* [WHAT THE TASK REQUIRES]:
What lines in the data hold the string "MalformedFrom"? Show them.

* [DATA PROVIDED]:

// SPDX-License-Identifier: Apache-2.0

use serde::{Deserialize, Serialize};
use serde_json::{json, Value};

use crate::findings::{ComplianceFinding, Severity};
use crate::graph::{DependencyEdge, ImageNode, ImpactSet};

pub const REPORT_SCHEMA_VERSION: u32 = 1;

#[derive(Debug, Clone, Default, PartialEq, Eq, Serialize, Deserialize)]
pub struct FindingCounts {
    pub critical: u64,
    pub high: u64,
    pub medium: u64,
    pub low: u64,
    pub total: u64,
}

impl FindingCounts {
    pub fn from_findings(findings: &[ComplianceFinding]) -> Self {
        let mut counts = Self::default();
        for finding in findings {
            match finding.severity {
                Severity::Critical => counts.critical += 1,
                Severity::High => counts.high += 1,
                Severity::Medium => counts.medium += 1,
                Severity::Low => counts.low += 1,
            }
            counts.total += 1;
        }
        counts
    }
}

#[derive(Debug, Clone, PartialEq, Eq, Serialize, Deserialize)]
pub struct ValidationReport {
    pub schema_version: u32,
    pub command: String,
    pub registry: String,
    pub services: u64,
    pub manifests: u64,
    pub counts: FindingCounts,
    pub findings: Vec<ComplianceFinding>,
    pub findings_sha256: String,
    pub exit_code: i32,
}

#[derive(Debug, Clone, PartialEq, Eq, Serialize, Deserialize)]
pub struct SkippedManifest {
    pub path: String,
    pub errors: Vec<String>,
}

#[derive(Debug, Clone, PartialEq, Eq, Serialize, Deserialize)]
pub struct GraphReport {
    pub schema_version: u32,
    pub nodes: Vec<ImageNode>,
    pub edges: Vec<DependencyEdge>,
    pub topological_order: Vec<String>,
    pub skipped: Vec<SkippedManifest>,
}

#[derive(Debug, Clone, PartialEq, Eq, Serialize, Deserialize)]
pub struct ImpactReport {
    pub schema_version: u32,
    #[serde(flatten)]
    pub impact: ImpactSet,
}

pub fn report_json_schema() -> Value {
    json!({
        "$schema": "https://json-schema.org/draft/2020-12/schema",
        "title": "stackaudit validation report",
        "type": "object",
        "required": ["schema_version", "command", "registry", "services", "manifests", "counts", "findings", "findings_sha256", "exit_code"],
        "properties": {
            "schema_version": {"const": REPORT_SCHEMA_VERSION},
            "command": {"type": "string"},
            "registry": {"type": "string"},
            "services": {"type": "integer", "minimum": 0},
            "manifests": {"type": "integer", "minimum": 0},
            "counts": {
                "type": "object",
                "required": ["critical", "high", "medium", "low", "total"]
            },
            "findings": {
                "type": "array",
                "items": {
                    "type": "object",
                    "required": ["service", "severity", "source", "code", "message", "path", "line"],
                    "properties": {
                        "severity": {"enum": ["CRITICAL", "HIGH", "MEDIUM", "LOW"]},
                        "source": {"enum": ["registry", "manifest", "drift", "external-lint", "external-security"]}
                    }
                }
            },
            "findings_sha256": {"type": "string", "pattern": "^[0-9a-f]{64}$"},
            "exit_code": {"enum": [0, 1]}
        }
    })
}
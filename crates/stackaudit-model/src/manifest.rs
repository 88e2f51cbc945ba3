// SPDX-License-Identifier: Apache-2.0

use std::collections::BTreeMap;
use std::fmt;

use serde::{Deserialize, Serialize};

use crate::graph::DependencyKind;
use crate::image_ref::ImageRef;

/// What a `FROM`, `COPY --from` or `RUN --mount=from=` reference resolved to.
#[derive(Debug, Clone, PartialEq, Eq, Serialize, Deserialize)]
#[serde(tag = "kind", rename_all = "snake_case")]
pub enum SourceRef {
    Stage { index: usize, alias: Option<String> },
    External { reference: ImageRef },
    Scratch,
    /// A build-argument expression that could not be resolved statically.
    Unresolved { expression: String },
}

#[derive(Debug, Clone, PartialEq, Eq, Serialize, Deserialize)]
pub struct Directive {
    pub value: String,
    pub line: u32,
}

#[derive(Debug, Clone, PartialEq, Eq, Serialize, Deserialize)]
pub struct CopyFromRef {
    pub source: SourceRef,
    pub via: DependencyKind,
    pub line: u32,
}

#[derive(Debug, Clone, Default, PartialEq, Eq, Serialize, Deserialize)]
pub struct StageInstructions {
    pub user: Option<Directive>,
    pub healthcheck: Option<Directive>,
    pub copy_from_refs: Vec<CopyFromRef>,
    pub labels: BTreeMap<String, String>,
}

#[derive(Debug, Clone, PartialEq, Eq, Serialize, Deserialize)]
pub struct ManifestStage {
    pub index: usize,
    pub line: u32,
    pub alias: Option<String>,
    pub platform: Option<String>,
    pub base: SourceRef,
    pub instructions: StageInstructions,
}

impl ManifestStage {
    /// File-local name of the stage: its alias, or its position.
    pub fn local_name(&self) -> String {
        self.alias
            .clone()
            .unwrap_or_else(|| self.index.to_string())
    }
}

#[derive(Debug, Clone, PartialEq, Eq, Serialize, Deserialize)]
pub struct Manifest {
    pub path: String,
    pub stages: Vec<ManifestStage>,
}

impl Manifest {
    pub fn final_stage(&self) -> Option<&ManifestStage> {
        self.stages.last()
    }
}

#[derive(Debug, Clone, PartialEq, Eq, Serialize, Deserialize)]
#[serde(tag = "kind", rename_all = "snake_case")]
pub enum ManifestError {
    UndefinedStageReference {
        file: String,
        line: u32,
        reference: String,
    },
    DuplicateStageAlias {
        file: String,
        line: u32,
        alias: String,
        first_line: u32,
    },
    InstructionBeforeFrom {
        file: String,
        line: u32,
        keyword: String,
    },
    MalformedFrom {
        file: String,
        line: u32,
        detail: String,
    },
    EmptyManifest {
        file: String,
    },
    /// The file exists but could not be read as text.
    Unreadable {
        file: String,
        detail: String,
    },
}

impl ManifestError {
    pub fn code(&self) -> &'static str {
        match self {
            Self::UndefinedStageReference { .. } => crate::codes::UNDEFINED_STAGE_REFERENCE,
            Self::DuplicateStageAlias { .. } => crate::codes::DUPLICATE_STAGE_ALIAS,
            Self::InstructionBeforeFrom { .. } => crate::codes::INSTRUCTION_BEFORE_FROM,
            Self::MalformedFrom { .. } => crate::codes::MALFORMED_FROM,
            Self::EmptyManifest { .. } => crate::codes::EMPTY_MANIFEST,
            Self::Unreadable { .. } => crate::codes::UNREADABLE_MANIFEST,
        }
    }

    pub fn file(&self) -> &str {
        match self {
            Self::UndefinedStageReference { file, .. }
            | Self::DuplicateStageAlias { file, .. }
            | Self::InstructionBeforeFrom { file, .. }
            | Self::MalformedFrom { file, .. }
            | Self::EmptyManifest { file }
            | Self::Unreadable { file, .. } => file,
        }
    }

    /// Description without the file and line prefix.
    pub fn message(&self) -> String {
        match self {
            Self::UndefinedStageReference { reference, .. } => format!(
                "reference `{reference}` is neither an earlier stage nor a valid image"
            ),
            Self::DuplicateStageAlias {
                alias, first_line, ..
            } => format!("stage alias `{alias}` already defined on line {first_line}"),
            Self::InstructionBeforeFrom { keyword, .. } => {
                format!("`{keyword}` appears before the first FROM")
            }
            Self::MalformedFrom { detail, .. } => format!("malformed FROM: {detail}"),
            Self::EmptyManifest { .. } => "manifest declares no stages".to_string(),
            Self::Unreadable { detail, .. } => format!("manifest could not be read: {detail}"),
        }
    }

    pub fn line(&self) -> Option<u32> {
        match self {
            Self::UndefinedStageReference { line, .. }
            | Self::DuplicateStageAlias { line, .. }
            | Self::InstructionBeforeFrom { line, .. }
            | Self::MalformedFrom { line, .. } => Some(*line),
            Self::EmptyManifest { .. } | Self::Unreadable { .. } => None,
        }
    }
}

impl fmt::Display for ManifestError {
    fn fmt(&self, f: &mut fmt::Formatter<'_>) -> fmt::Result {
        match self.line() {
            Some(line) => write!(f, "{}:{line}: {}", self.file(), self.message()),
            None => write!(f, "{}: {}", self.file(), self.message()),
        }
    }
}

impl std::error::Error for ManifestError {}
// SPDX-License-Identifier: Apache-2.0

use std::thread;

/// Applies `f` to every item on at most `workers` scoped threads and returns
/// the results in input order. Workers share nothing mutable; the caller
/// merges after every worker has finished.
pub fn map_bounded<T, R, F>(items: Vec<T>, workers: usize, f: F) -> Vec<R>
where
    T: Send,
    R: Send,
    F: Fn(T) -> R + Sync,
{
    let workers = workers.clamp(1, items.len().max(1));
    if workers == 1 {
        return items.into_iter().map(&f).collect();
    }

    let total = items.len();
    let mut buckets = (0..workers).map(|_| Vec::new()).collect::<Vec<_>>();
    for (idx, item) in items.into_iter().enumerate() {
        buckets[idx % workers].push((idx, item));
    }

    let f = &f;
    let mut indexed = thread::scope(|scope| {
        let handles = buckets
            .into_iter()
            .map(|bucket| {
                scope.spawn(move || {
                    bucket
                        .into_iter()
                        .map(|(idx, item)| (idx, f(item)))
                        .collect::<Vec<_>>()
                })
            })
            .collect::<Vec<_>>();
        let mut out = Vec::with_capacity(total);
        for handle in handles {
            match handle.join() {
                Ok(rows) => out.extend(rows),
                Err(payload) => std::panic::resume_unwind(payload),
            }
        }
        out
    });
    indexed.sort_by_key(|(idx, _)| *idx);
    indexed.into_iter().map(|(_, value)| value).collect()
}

...

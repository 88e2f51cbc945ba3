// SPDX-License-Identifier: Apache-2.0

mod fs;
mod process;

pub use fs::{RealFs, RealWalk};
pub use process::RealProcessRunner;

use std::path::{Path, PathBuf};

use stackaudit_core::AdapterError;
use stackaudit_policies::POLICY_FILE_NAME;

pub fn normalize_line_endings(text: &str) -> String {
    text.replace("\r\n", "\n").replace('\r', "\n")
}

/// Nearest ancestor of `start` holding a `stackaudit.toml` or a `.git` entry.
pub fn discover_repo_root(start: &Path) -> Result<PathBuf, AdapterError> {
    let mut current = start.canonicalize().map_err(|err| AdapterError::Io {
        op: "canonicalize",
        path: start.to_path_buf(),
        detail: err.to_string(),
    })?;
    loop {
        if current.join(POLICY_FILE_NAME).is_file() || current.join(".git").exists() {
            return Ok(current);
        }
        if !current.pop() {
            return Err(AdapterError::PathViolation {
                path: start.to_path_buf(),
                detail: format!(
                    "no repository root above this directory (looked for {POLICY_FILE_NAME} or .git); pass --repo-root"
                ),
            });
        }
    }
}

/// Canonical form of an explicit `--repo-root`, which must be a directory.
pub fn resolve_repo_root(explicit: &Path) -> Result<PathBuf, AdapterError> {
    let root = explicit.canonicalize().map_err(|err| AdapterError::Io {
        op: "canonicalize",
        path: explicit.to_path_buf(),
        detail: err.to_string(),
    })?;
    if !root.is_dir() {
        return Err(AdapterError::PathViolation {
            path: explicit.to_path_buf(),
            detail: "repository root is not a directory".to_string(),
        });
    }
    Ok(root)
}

* [SOLUTION TO THIS EXERCISE]:
    MalformedFrom {
            Self::MalformedFrom { .. } => crate::codes::MALFORMED_FROM,
            | Self::MalformedFrom { file, .. }
            Self::MalformedFrom { detail, .. } => format!("malformed FROM: {detail}"),
            | Self::MalformedFrom { line, .. } => Some(*line),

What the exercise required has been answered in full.